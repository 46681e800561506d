//! Policy replay and classification quality

use super::SimulationRecord;
use crate::policy::HybridDecisionPolicy;
use crate::rules::RuleEvaluator;
use fraudlens_core::{RuleId, ScoringConfig};
use serde::Serialize;
use std::collections::BTreeMap;

/// Counts of predicted against actual outcomes
#[derive(Debug, Clone, Copy, Default, PartialEq, Eq, Serialize)]
pub struct ConfusionMatrix {
    pub tp: u64,
    pub fp: u64,
    pub tn: u64,
    #[serde(rename = "fn")]
    pub fn_: u64,
}

impl ConfusionMatrix {
    fn add(&mut self, case: CaseKind) {
        match case {
            CaseKind::TruePositive => self.tp += 1,
            CaseKind::FalsePositive => self.fp += 1,
            CaseKind::TrueNegative => self.tn += 1,
            CaseKind::FalseNegative => self.fn_ += 1,
        }
    }

    pub fn total(&self) -> u64 {
        self.tp + self.fp + self.tn + self.fn_
    }

    /// `tp / (tp + fp)`, or 0.0 when nothing was rejected
    pub fn precision(&self) -> f64 {
        ratio(self.tp, self.tp + self.fp)
    }

    /// `tp / (tp + fn)`, or 0.0 when there was no fraud
    pub fn recall(&self) -> f64 {
        ratio(self.tp, self.tp + self.fn_)
    }

    /// Harmonic mean of precision and recall, or 0.0 when both are zero
    pub fn f1(&self) -> f64 {
        ratio(2 * self.tp, 2 * self.tp + self.fp + self.fn_)
    }
}

fn ratio(numerator: u64, denominator: u64) -> f64 {
    if denominator == 0 {
        0.0
    } else {
        numerator as f64 / denominator as f64
    }
}

/// Where a simulated decision lands in the confusion matrix
#[derive(Debug, Clone, Copy, PartialEq, Eq, Serialize)]
#[serde(rename_all = "snake_case")]
pub enum CaseKind {
    TruePositive,
    FalsePositive,
    TrueNegative,
    FalseNegative,
}

impl CaseKind {
    pub fn classify(predicted: bool, actual: bool) -> Self {
        match (predicted, actual) {
            (true, true) => CaseKind::TruePositive,
            (true, false) => CaseKind::FalsePositive,
            (false, false) => CaseKind::TrueNegative,
            (false, true) => CaseKind::FalseNegative,
        }
    }
}

/// Outcome of replaying one record
#[derive(Debug, Clone, PartialEq, Serialize)]
pub struct SimulatedDecision {
    /// Position of the record in the input
    pub index: usize,
    pub rule_score: f64,
    pub model_confidence: f64,
    pub fired_rules: Vec<RuleId>,
    pub predicted: bool,
    pub actual: bool,
    pub case: CaseKind,
}

/// Aggregate result of a replay
#[derive(Debug, Clone, PartialEq, Serialize)]
pub struct SimulationReport {
    pub total: u64,
    pub rejected: u64,
    pub matrix: ConfusionMatrix,
    pub precision: f64,
    pub recall: f64,
    pub f1: f64,
    /// How often each rule fired
    pub rule_fire_counts: BTreeMap<RuleId, u64>,
}

/// Replays a configuration over labelled records
///
/// Rules are re-evaluated under the candidate configuration; the classifier
/// is not called again, the stored confidence stands in for it.
#[derive(Debug, Clone, Copy)]
pub struct PolicySimulator<'a> {
    config: &'a ScoringConfig,
}

impl<'a> PolicySimulator<'a> {
    pub fn new(config: &'a ScoringConfig) -> Self {
        Self { config }
    }

    /// Per-record outcomes, in input order
    pub fn decisions(&self, records: &[SimulationRecord]) -> Vec<SimulatedDecision> {
        let evaluator = RuleEvaluator::new(self.config);
        let policy = HybridDecisionPolicy::from_config(self.config);

        records
            .iter()
            .enumerate()
            .map(|(index, record)| {
                let evaluation = evaluator.evaluate(&record.features, record.time_step);
                let predicted = policy.decide(record.model_confidence, evaluation.score);
                SimulatedDecision {
                    index,
                    rule_score: evaluation.score,
                    model_confidence: record.model_confidence,
                    fired_rules: evaluation.fired.fired_rules(),
                    predicted,
                    actual: record.label,
                    case: CaseKind::classify(predicted, record.label),
                }
            })
            .collect()
    }

    /// Replay every record and summarise
    pub fn run(&self, records: &[SimulationRecord]) -> SimulationReport {
        let mut matrix = ConfusionMatrix::default();
        let mut rule_fire_counts: BTreeMap<RuleId, u64> =
            RuleId::ALL.iter().map(|&rule| (rule, 0)).collect();

        for decision in self.decisions(records) {
            matrix.add(decision.case);
            for rule in decision.fired_rules {
                *rule_fire_counts.entry(rule).or_insert(0) += 1;
            }
        }

        SimulationReport {
            total: matrix.total(),
            rejected: matrix.tp + matrix.fp,
            precision: matrix.precision(),
            recall: matrix.recall(),
            f1: matrix.f1(),
            matrix,
            rule_fire_counts,
        }
    }
}
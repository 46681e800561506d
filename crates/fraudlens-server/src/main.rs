//! FraudLens HTTP Server
//!
//! Provides the REST API for scoring transactions.

use anyhow::Result;
use fraudlens_server::{api, config::ServerConfig, engine};
use std::sync::Arc;
use tokio::net::TcpListener;
use tracing::info;
use tracing_subscriber::{layer::SubscriberExt, util::SubscriberInitExt};

#[tokio::main]
async fn main() -> Result<()> {
    // Configuration first, it decides the log format
    let config = ServerConfig::load()?;

    init_tracing(&config)?;
    info!(
        host = %config.host,
        port = config.port,
        model_path = %config.model_path.display(),
        policy_file = ?config.policy_file,
        "Loaded configuration"
    );

    let engine = engine::init_engine(&config).await?;
    info!(
        model = %engine.classifier().name(),
        model_loaded = engine.model_loaded(),
        "Scoring engine initialized"
    );

    let app = api::create_router(Arc::new(engine));

    let addr = format!("{}:{}", config.host, config.port);
    let listener = TcpListener::bind(&addr).await?;
    info!("Server listening on http://{}", addr);
    info!("  Health check: http://{}/health", addr);
    info!("  Scoring API: POST http://{}/transactions", addr);
    info!("  Metrics: http://{}/metrics", addr);
    info!("  Reload policy: POST http://{}/v1/policy/reload", addr);

    axum::serve(listener, app).await?;

    Ok(())
}

/// Initialize tracing subscriber
fn init_tracing(config: &ServerConfig) -> Result<()> {
    let filter = tracing_subscriber::EnvFilter::try_from_default_env().unwrap_or_else(|_| {
        format!(
            "fraudlens_server={level},fraudlens_sdk={level},fraudlens_runtime={level},tower_http=debug",
            level = config.log_level
        )
        .into()
    });

    let registry = tracing_subscriber::registry().with(filter);
    let result = if config.log_format.eq_ignore_ascii_case("json") {
        registry
            .with(tracing_subscriber::fmt::layer().json())
            .try_init()
    } else {
        registry.with(tracing_subscriber::fmt::layer()).try_init()
    };

    result.map_err(|e| anyhow::anyhow!("Failed to initialize tracing: {}", e))
}
//! Configuration types for ScoringEngine

use crate::error::Result;
use fraudlens_core::ScoringConfig;
use serde::{Deserialize, Serialize};
use std::path::{Path, PathBuf};

/// Main engine configuration
#[derive(Debug, Clone, Serialize, Deserialize)]
pub struct EngineConfig {
    /// Initial scoring configuration, replaced by the policy file when one is set
    #[serde(default)]
    pub scoring: ScoringConfig,

    /// XGBoost JSON model file
    #[serde(default)]
    pub model_path: Option<PathBuf>,

    /// YAML policy file holding a scoring configuration
    #[serde(default)]
    pub policy_file: Option<PathBuf>,

    /// Enable metrics collection
    #[serde(default = "default_enable_metrics")]
    pub enable_metrics: bool,
}

fn default_enable_metrics() -> bool {
    true
}

impl EngineConfig {
    /// Create a new engine configuration
    pub fn new() -> Self {
        Self {
            scoring: ScoringConfig::default(),
            model_path: None,
            policy_file: None,
            enable_metrics: true,
        }
    }

    /// Set the scoring configuration
    pub fn with_scoring(mut self, scoring: ScoringConfig) -> Self {
        self.scoring = scoring;
        self
    }

    /// Set the model file
    pub fn with_model_path(mut self, path: impl Into<PathBuf>) -> Self {
        self.model_path = Some(path.into());
        self
    }

    /// Set the policy file
    pub fn with_policy_file(mut self, path: impl Into<PathBuf>) -> Self {
        self.policy_file = Some(path.into());
        self
    }

    /// Enable metrics
    pub fn enable_metrics(mut self, enable: bool) -> Self {
        self.enable_metrics = enable;
        self
    }
}

impl Default for EngineConfig {
    fn default() -> Self {
        Self::new()
    }
}

/// Read a scoring configuration from a YAML (or JSON) policy file
///
/// Fields missing from the file take their default values.
pub fn load_policy_file(path: impl AsRef<Path>) -> Result<ScoringConfig> {
    let path = path.as_ref();
    let content = std::fs::read_to_string(path)?;
    let config: ScoringConfig = serde_yaml::from_str(&content)?;
    tracing::info!(path = %path.display(), "Loaded policy file");
    Ok(config)
}
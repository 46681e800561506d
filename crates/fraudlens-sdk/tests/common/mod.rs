//! Common test utilities for SDK integration tests

#![allow(dead_code)]

use fraudlens_core::TransactionInput;
use fraudlens_runtime::{AlignedFeatureVector, Classifier, ModelError};
use std::sync::Mutex;

/// Transaction that trips six of the seven rules (score 60)
pub fn high_risk_transaction() -> TransactionInput {
    TransactionInput::new(1, "tx_high", 2)
        .with_feature("feat_3", 80_000.0)
        .with_feature("feat_4", 0.0)
        .with_feature("feat_10", 15.0)
        .with_feature("feat_15", 4.0)
        .with_feature("feat_20", 1.0)
        .with_feature("feat_100", 1.4)
}

/// Transaction that only trips R2 and R4 (score 20)
pub fn sparse_transaction() -> TransactionInput {
    TransactionInput::new(2, "tx_sparse", 10).with_feature("feat_20", 1.0)
}

/// Panics on every prediction
pub struct PanickingClassifier;

impl Classifier for PanickingClassifier {
    fn name(&self) -> &str {
        "panicking"
    }

    fn expected_feature_names(&self) -> Option<&[String]> {
        None
    }

    fn predict_proba(&self, _features: &AlignedFeatureVector) -> Result<f64, ModelError> {
        panic!("model exploded")
    }
}

/// Captures every vector it is asked to score
pub struct RecordingClassifier {
    names: Vec<String>,
    probability: f64,
    seen: Mutex<Vec<AlignedFeatureVector>>,
}

impl RecordingClassifier {
    pub fn new(names: &[&str], probability: f64) -> Self {
        Self {
            names: names.iter().map(|s| s.to_string()).collect(),
            probability,
            seen: Mutex::new(Vec::new()),
        }
    }

    pub fn seen(&self) -> Vec<AlignedFeatureVector> {
        self.seen.lock().unwrap().clone()
    }
}

impl Classifier for RecordingClassifier {
    fn name(&self) -> &str {
        "recording"
    }

    fn expected_feature_names(&self) -> Option<&[String]> {
        Some(&self.names)
    }

    fn predict_proba(&self, features: &AlignedFeatureVector) -> Result<f64, ModelError> {
        self.seen.lock().unwrap().push(features.clone());
        Ok(self.probability)
    }
}
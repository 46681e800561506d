//! Server error types

use axum::{
    http::StatusCode,
    response::{IntoResponse, Response},
    Json,
};
use fraudlens_sdk::SdkError;
use serde_json::json;
use thiserror::Error;

/// Server error type
#[derive(Debug, Error)]
pub enum ServerError {
    /// Scoring engine error
    #[error("Engine error: {0}")]
    EngineError(String),

    /// Invalid request
    #[error("Invalid request: {0}")]
    InvalidRequest(String),

    /// Internal server error
    #[error("Internal error: {0}")]
    InternalError(String),

    /// Not found
    #[error("Not found: {0}")]
    NotFound(String),
}

impl IntoResponse for ServerError {
    fn into_response(self) -> Response {
        let (status, error_message) = match self {
            ServerError::EngineError(msg) => (StatusCode::INTERNAL_SERVER_ERROR, msg),
            ServerError::InvalidRequest(msg) => (StatusCode::BAD_REQUEST, msg),
            ServerError::InternalError(msg) => (StatusCode::INTERNAL_SERVER_ERROR, msg),
            ServerError::NotFound(msg) => (StatusCode::NOT_FOUND, msg),
        };

        let body = Json(json!({
            "error": error_message,
            "status": status.as_u16(),
        }));

        (status, body).into_response()
    }
}

impl From<SdkError> for ServerError {
    fn from(err: SdkError) -> Self {
        match err {
            SdkError::NoPolicyFile => ServerError::NotFound(err.to_string()),
            other => ServerError::EngineError(other.to_string()),
        }
    }
}

impl From<anyhow::Error> for ServerError {
    fn from(err: anyhow::Error) -> Self {
        ServerError::InternalError(err.to_string())
    }
}

#[cfg(test)]
mod tests {
    use super::*;

    #[test]
    fn test_error_display() {
        let err = ServerError::InvalidRequest("missing field".to_string());
        assert_eq!(err.to_string(), "Invalid request: missing field");

        let err = ServerError::NotFound("policy".to_string());
        assert_eq!(err.to_string(), "Not found: policy");
    }

    #[test]
    fn test_no_policy_file_maps_to_not_found() {
        let server_err: ServerError = SdkError::NoPolicyFile.into();
        assert!(matches!(server_err, ServerError::NotFound(_)));
        assert_eq!(server_err.into_response().status(), StatusCode::NOT_FOUND);
    }

    #[test]
    fn test_sdk_error_conversion() {
        let io_err = std::io::Error::new(std::io::ErrorKind::PermissionDenied, "policy.yaml");
        let sdk_err = SdkError::Io(io_err);
        let server_err: ServerError = sdk_err.into();
        assert!(server_err.to_string().contains("Engine error"));
        assert_eq!(
            server_err.into_response().status(),
            StatusCode::INTERNAL_SERVER_ERROR
        );
    }

    #[test]
    fn test_anyhow_error_conversion() {
        let server_err: ServerError = anyhow::anyhow!("something went wrong").into();
        assert!(server_err.to_string().contains("Internal error"));
    }

    #[test]
    fn test_into_response_invalid_request() {
        let response = ServerError::InvalidRequest("bad input".to_string()).into_response();
        assert_eq!(response.status(), StatusCode::BAD_REQUEST);
    }

    #[test]
    fn test_error_is_send_sync() {
        fn assert_send_sync<T: Send + Sync>() {}
        assert_send_sync::<ServerError>();
    }
}
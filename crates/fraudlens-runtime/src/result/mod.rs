//! Decision records and where they go

mod persistence;
mod sink;

pub use persistence::DecisionRecord;
#[cfg(feature = "sqlx")]
pub use persistence::{connect, ensure_schema, DecisionResultWriter};
pub use sink::{InMemoryResultSink, ResultSink};
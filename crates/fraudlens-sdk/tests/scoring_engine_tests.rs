//! Integration tests for the scoring engine
//!
//! Covers the scoring sequence end to end: rule evaluation, alignment,
//! classifier fallback, the hybrid verdict, metrics, persistence and
//! configuration reload.

mod common;

use common::{high_risk_transaction, sparse_transaction, PanickingClassifier, RecordingClassifier};
use fraudlens_core::{DecisionStatus, ProbabilitySource, RuleId, ScoringConfig, TransactionInput};
use fraudlens_runtime::{FailingClassifier, FixedClassifier, InMemoryResultSink};
use fraudlens_sdk::{ScoringEngine, ScoringEngineBuilder};
use std::io::Write;
use std::sync::Arc;

async fn engine_with(probability: f64) -> ScoringEngine {
    ScoringEngineBuilder::new()
        .with_classifier(Arc::new(FixedClassifier::new(probability)))
        .build()
        .await
        .unwrap()
}

// ============================================================================
// Verdicts
// ============================================================================

#[tokio::test]
async fn test_rules_reject_regardless_of_probability() {
    let engine = engine_with(0.01).await;
    let result = engine.score_transaction(&high_risk_transaction());

    assert_eq!(result.rule_score(), 60.0);
    assert!(result.is_fraud());
    assert_eq!(result.status(), DecisionStatus::Rejected);
    assert_eq!(result.fired_rules().fired_count(), 6);
    assert!(!result.fired_rules().is_fired(RuleId::R4));
}

#[tokio::test]
async fn test_sparse_input_depends_on_probability() {
    let low = engine_with(0.49).await.score_transaction(&sparse_transaction());
    let high = engine_with(0.5).await.score_transaction(&sparse_transaction());

    assert_eq!(low.rule_score(), 20.0);
    assert!(!low.is_fraud());
    assert_eq!(low.status(), DecisionStatus::Approved);

    assert!(high.is_fraud());
    assert_eq!(high.probability(), 0.5);
}

// ============================================================================
// Classifier fallback
// ============================================================================

#[tokio::test]
async fn test_failing_classifier_falls_back_to_rules() {
    let engine = ScoringEngineBuilder::new()
        .with_classifier(Arc::new(FailingClassifier::new("shape mismatch")))
        .build()
        .await
        .unwrap();

    let sparse = engine.score_transaction(&sparse_transaction());
    assert_eq!(sparse.probability(), 0.0);
    assert_eq!(sparse.probability_source(), ProbabilitySource::Fallback);
    assert!(!sparse.is_fraud());

    let risky = engine.score_transaction(&high_risk_transaction());
    assert!(risky.is_fraud());
    assert!(risky.is_fallback());
}

#[tokio::test]
async fn test_unloaded_model_falls_back() {
    let engine = ScoringEngineBuilder::new()
        .with_model_path("/no/such/model.json")
        .build()
        .await
        .unwrap();

    let result = engine.score_transaction(&sparse_transaction());
    assert!(result.is_fallback());
    assert_eq!(result.probability(), 0.0);
}

#[tokio::test]
async fn test_panicking_classifier_falls_back() {
    let engine = ScoringEngineBuilder::new()
        .with_classifier(Arc::new(PanickingClassifier))
        .build()
        .await
        .unwrap();

    let result = engine.score_transaction(&high_risk_transaction());
    assert!(result.is_fallback());
    assert!(result.is_fraud());
}

#[tokio::test]
async fn test_out_of_range_probability_falls_back() {
    let result = engine_with(1.7).await.score_transaction(&sparse_transaction());
    assert!(result.is_fallback());
    assert_eq!(result.probability(), 0.0);
}

// ============================================================================
// Feature alignment
// ============================================================================

#[tokio::test]
async fn test_classifier_receives_aligned_vector() {
    let classifier = Arc::new(RecordingClassifier::new(
        &["feat_3", "time_step", "R1_Fired"],
        0.1,
    ));
    let engine = ScoringEngineBuilder::new()
        .with_classifier(classifier.clone())
        .build()
        .await
        .unwrap();

    let input = TransactionInput::new(5, "tx_d", 1).with_feature("feat_3", 10.0);
    engine.score_transaction(&input);

    let seen = classifier.seen();
    assert_eq!(seen.len(), 1);
    assert_eq!(seen[0].values(), &[10.0, 1.0, 0.0]);
}

// ============================================================================
// Metrics and persistence
// ============================================================================

#[tokio::test]
async fn test_process_records_metrics_and_persists() {
    let sink = Arc::new(InMemoryResultSink::new());
    let engine = ScoringEngineBuilder::new()
        .with_classifier(Arc::new(FailingClassifier::new("offline")))
        .with_result_sink(sink.clone())
        .build()
        .await
        .unwrap();

    let rejected = engine.process(&high_risk_transaction());
    let approved = engine.process(&sparse_transaction());

    assert!(rejected.request_id.starts_with("req_"));
    assert_ne!(rejected.request_id, approved.request_id);
    assert_eq!(rejected.tx_id, "tx_high");

    let metrics = engine.metrics();
    assert_eq!(metrics.decisions, 2);
    assert_eq!(metrics.rejected, 1);
    assert_eq!(metrics.approved, 1);
    assert_eq!(metrics.ml_fallbacks, 2);

    let records = sink.records();
    assert_eq!(records.len(), 2);
    assert_eq!(records[0].request_id, rejected.request_id);
    assert!(records[0].final_decision);
    assert_eq!(records[0].status, DecisionStatus::Rejected);
    assert_eq!(records[1].total_rule_score, 20.0);
}

// ============================================================================
// Configuration
// ============================================================================

#[tokio::test]
async fn test_update_config_applies_to_later_calls() {
    let engine = engine_with(0.1).await;
    assert!(!engine.score_transaction(&sparse_transaction()).is_fraud());

    engine.update_config(ScoringConfig::default().with_rule_threshold(20.0));
    assert!(engine.score_transaction(&sparse_transaction()).is_fraud());
}

#[tokio::test]
async fn test_disabled_rule_changes_score() {
    let engine = ScoringEngineBuilder::new()
        .with_classifier(Arc::new(FixedClassifier::new(0.0)))
        .with_config(ScoringConfig::default().with_rule_enabled(RuleId::R5, false))
        .build()
        .await
        .unwrap();

    let result = engine.score_transaction(&high_risk_transaction());
    assert_eq!(result.rule_score(), 45.0);
    assert!(!result.fired_rules().is_fired(RuleId::R5));
}

#[tokio::test]
async fn test_policy_file_load_and_reload() {
    let mut file = tempfile::NamedTempFile::new().unwrap();
    writeln!(file, "rule_threshold: 25").unwrap();

    let engine = ScoringEngineBuilder::new()
        .with_classifier(Arc::new(FixedClassifier::new(0.0)))
        .with_policy_file(file.path())
        .build()
        .await
        .unwrap();
    assert_eq!(engine.config_snapshot().rule_threshold, 25.0);

    std::fs::write(file.path(), "rule_threshold: 15\nml_threshold: 0.9\n").unwrap();
    let reloaded = engine.reload_policy().unwrap();

    assert_eq!(reloaded.rule_threshold, 15.0);
    assert_eq!(engine.config_snapshot().ml_threshold, 0.9);
}

// ============================================================================
// Concurrency
// ============================================================================

#[tokio::test]
async fn test_concurrent_scoring_is_consistent() {
    let engine = Arc::new(engine_with(0.2).await);

    let handles: Vec<_> = (0..8)
        .map(|i| {
            let engine = Arc::clone(&engine);
            std::thread::spawn(move || {
                let input = if i % 2 == 0 {
                    high_risk_transaction()
                } else {
                    sparse_transaction()
                };
                (i, engine.process(&input).result.is_fraud())
            })
        })
        .collect();

    for handle in handles {
        let (i, fraud) = handle.join().unwrap();
        assert_eq!(fraud, i % 2 == 0);
    }
    assert_eq!(engine.metrics().decisions, 8);
}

■ ■ ■

_Your objective_: Please go through the data above and copy each line that has the word "values".

_Reply_:
/// Fields missing from the file take their default values.
    assert_eq!(seen[0].values(), &[10.0, 1.0, 0.0]);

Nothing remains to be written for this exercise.